*** Block opens ***

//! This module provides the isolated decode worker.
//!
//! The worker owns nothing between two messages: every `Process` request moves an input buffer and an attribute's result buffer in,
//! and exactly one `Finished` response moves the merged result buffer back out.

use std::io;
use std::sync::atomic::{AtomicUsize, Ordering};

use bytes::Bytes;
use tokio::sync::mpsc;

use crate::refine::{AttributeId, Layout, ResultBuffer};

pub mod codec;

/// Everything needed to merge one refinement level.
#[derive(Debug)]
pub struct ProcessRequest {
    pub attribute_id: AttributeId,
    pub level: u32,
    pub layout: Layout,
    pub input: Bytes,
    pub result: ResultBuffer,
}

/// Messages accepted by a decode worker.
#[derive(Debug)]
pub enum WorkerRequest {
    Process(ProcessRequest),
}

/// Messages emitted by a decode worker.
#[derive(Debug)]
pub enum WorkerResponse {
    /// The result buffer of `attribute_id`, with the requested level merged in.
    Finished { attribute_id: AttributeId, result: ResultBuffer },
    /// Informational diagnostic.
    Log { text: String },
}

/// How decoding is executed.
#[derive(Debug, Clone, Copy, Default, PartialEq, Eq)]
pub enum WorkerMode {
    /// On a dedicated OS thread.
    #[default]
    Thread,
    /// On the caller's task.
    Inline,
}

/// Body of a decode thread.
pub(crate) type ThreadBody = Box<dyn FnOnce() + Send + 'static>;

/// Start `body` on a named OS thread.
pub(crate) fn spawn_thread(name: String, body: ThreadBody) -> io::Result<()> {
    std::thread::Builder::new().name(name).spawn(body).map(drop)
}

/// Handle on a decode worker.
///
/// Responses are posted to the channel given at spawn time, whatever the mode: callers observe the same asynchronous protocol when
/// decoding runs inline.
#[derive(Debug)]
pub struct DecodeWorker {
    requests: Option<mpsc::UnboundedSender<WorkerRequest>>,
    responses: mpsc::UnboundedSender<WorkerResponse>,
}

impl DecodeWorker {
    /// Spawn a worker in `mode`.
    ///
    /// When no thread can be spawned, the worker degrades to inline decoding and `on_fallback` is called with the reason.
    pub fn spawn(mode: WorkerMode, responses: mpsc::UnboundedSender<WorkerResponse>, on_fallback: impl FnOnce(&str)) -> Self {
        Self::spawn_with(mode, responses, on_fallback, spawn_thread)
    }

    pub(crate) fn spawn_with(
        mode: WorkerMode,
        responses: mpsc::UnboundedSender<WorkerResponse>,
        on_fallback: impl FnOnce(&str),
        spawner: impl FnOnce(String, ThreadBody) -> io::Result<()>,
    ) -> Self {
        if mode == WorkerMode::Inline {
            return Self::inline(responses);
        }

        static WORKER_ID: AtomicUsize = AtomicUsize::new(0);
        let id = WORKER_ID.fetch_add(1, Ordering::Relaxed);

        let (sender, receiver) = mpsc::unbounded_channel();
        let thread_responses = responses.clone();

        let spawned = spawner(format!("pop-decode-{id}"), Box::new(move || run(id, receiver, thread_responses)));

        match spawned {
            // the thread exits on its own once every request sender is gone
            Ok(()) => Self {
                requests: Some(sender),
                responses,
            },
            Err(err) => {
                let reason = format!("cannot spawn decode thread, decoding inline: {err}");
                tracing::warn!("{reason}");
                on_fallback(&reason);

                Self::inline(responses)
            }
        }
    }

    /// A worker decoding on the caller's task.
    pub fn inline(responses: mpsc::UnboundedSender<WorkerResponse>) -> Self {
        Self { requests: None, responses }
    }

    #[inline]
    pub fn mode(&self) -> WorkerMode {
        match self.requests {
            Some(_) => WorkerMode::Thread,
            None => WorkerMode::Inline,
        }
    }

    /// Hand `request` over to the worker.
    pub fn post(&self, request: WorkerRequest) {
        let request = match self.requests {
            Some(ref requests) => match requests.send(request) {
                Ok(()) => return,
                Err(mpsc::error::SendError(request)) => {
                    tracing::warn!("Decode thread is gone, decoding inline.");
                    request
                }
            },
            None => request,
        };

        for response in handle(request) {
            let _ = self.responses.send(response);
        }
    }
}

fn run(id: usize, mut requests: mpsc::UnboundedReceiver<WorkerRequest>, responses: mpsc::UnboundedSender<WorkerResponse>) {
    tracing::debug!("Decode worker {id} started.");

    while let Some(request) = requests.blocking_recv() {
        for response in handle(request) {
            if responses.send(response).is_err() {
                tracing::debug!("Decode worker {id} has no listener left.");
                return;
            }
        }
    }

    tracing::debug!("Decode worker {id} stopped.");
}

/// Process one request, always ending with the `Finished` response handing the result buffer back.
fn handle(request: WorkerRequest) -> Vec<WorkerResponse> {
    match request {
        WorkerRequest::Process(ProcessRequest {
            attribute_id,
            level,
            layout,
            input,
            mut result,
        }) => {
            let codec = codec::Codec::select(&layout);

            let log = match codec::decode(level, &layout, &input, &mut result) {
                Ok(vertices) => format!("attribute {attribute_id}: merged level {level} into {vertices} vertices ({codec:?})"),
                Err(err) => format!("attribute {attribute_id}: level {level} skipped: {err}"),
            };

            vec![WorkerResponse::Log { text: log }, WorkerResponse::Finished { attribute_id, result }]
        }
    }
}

*** Block closes ***

• WHAT YOU NEED TO DO: Filter the lines above so that only those with the string "impl" remain, then copy them.

• EXERCISE RESPONSE:
impl DecodeWorker {
    pub fn spawn(mode: WorkerMode, responses: mpsc::UnboundedSender<WorkerResponse>, on_fallback: impl FnOnce(&str)) -> Self {
        on_fallback: impl FnOnce(&str),
        spawner: impl FnOnce(String, ThreadBody) -> io::Result<()>,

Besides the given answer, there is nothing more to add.